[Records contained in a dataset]

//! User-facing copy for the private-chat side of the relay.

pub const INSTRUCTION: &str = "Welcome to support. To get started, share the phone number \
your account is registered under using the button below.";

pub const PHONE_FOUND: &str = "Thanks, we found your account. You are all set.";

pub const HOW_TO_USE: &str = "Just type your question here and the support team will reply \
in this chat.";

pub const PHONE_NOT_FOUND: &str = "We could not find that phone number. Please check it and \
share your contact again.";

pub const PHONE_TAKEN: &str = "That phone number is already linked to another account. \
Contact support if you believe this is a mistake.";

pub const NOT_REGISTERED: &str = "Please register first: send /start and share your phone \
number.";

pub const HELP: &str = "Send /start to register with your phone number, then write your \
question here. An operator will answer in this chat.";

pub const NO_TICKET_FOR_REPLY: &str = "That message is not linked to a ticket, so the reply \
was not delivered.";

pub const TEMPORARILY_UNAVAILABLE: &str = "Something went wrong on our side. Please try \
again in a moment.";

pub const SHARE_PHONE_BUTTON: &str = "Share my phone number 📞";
---
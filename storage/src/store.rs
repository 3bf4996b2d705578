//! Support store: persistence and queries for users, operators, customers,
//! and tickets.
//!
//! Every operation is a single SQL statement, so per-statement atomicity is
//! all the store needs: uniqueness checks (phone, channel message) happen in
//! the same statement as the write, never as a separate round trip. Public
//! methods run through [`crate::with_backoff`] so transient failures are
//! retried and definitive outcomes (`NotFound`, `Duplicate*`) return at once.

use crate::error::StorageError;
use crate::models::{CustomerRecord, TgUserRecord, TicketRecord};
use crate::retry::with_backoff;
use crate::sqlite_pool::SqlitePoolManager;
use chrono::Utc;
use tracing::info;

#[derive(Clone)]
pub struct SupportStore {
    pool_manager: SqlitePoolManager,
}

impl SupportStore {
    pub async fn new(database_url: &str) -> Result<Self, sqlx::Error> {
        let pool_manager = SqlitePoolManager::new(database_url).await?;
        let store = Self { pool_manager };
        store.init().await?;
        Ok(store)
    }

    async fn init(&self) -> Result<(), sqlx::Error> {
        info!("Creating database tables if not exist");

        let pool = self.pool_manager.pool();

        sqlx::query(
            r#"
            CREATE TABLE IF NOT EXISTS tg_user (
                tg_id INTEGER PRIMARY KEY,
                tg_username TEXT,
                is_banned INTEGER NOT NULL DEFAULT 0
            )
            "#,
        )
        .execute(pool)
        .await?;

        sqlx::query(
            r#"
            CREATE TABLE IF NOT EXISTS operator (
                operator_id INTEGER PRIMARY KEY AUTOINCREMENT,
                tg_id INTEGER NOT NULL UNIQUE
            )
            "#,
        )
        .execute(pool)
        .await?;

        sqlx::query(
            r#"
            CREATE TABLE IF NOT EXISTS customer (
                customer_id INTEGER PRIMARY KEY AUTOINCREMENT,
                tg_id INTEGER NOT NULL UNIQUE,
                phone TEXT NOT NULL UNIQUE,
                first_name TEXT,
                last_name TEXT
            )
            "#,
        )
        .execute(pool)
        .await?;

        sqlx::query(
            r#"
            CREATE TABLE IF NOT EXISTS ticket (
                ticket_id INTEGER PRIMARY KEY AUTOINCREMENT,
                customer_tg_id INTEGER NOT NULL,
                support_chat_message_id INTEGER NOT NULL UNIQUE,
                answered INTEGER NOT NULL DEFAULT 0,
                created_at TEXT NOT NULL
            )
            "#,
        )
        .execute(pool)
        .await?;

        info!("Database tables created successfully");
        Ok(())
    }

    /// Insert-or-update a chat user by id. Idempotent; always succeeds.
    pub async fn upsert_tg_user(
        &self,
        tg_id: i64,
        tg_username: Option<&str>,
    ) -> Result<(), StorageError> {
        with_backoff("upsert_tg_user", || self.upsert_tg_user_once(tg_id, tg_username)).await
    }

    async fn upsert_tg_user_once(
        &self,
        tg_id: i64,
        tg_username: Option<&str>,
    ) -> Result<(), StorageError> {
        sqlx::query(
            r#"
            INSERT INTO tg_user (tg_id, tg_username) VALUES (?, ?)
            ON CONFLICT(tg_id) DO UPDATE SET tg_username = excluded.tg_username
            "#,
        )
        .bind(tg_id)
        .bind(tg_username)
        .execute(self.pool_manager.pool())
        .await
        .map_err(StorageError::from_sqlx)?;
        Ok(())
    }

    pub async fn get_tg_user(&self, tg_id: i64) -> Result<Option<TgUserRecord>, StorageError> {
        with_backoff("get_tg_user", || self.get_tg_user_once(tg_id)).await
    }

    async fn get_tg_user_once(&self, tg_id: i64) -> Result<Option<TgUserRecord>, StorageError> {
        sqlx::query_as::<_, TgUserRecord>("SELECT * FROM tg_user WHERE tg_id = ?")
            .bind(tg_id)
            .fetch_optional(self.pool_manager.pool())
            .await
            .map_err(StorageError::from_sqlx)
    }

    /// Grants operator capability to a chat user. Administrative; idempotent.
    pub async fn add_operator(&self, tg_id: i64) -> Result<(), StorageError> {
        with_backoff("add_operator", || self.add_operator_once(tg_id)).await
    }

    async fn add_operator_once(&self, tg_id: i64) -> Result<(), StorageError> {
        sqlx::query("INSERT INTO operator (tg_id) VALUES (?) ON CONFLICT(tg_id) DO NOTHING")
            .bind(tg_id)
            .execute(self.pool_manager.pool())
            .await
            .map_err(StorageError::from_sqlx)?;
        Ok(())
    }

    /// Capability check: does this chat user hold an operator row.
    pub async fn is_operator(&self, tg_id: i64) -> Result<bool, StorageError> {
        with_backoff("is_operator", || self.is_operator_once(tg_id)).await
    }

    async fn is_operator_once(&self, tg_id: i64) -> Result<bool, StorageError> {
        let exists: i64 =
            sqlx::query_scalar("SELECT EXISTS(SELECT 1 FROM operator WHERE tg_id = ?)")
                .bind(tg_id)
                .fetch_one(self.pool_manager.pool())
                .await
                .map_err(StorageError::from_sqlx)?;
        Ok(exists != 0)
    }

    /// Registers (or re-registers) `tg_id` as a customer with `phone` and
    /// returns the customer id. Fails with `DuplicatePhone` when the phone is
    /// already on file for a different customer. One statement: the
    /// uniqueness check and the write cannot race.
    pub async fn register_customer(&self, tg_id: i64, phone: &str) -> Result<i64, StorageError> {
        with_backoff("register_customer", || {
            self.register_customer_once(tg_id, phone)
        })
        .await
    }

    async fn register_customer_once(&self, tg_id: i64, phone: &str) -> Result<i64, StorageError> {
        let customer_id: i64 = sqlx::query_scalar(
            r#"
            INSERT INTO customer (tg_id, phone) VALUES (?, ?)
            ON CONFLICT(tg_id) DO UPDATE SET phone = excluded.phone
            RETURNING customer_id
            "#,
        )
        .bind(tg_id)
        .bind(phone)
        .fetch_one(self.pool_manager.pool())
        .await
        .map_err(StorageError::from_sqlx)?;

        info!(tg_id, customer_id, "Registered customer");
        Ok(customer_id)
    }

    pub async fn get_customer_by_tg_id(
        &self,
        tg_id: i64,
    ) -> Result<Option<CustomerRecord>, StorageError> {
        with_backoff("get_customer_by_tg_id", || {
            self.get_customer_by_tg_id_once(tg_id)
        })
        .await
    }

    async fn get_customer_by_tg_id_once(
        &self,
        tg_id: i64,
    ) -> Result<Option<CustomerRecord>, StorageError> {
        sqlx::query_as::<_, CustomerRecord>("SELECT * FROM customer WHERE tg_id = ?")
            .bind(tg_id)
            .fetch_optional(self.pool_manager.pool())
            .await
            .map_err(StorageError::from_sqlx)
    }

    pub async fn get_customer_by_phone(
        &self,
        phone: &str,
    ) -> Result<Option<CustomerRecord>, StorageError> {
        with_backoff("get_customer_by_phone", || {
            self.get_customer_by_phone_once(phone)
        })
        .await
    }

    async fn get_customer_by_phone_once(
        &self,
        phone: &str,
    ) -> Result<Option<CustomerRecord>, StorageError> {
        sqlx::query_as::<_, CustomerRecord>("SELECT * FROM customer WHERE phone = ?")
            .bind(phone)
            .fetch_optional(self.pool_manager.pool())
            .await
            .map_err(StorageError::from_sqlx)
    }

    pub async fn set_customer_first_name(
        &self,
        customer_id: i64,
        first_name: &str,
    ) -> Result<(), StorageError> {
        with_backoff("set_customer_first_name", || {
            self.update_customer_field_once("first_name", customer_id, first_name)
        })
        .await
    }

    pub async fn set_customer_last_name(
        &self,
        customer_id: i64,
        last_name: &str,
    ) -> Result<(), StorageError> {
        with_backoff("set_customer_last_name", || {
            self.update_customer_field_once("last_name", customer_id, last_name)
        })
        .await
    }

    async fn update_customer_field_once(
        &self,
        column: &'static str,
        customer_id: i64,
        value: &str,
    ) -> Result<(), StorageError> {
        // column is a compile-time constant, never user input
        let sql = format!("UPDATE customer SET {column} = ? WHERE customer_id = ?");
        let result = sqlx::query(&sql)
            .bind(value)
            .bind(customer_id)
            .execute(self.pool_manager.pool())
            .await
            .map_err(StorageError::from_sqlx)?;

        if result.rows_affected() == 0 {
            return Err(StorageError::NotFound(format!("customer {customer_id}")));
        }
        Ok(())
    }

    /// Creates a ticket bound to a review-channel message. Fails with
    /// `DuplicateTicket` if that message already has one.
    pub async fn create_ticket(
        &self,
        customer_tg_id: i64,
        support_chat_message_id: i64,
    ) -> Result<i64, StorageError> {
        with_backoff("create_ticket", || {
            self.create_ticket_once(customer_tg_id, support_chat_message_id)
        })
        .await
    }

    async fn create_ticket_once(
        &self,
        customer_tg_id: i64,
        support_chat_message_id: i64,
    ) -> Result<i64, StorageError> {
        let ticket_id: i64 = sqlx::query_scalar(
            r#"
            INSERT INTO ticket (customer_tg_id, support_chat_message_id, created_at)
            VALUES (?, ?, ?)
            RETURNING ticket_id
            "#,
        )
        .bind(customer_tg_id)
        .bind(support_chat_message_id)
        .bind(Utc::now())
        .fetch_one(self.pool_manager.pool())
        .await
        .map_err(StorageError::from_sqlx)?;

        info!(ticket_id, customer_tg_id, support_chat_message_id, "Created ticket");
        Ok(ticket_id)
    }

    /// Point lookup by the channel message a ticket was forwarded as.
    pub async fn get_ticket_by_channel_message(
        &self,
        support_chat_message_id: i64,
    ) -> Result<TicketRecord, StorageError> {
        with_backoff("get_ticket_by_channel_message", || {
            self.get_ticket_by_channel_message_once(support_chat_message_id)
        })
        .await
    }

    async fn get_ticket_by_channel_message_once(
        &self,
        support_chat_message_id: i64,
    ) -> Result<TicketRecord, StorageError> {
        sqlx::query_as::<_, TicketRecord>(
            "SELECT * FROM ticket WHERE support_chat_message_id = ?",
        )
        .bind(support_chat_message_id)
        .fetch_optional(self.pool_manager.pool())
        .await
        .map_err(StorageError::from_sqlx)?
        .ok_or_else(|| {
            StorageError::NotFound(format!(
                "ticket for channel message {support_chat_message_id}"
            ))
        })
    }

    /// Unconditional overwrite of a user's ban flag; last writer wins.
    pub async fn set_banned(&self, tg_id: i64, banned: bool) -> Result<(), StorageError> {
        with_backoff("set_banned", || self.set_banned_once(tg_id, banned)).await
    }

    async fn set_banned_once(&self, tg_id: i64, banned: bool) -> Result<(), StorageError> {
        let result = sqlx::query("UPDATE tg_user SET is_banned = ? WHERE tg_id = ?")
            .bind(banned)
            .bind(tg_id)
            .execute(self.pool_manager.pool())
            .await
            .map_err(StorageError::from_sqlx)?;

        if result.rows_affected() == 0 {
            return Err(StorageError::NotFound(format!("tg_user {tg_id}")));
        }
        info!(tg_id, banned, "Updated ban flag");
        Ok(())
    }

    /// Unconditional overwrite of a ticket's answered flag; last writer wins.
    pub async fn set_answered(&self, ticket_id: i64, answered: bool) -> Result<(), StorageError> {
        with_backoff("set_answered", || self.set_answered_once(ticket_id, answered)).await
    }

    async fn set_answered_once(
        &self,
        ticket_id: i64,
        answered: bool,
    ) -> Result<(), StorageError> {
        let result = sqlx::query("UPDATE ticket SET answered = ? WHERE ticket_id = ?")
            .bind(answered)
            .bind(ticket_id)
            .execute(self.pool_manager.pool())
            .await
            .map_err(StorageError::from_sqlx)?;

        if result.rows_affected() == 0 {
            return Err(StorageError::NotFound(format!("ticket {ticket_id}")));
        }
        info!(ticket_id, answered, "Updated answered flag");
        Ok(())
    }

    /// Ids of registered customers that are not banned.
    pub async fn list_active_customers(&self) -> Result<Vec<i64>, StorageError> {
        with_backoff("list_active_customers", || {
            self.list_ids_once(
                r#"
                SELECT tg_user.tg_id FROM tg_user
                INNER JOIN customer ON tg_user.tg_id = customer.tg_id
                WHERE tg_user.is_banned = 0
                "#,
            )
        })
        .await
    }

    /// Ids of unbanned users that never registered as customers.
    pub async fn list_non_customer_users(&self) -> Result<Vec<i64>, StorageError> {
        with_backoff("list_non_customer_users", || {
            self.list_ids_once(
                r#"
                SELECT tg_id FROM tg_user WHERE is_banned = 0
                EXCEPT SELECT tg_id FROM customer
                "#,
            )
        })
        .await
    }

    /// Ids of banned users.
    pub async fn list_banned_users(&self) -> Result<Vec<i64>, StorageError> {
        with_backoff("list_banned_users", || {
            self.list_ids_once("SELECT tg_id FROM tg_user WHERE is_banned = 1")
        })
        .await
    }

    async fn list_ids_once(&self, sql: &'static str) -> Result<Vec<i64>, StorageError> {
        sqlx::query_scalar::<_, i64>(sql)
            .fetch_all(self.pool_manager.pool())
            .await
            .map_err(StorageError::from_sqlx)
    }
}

▶ _Aim of the exercise_
Collect the lines of the data that carry the word "AUTOINCREMENT".

▶ _Answer box_
                operator_id INTEGER PRIMARY KEY AUTOINCREMENT,
                customer_id INTEGER PRIMARY KEY AUTOINCREMENT,
                ticket_id INTEGER PRIMARY KEY AUTOINCREMENT,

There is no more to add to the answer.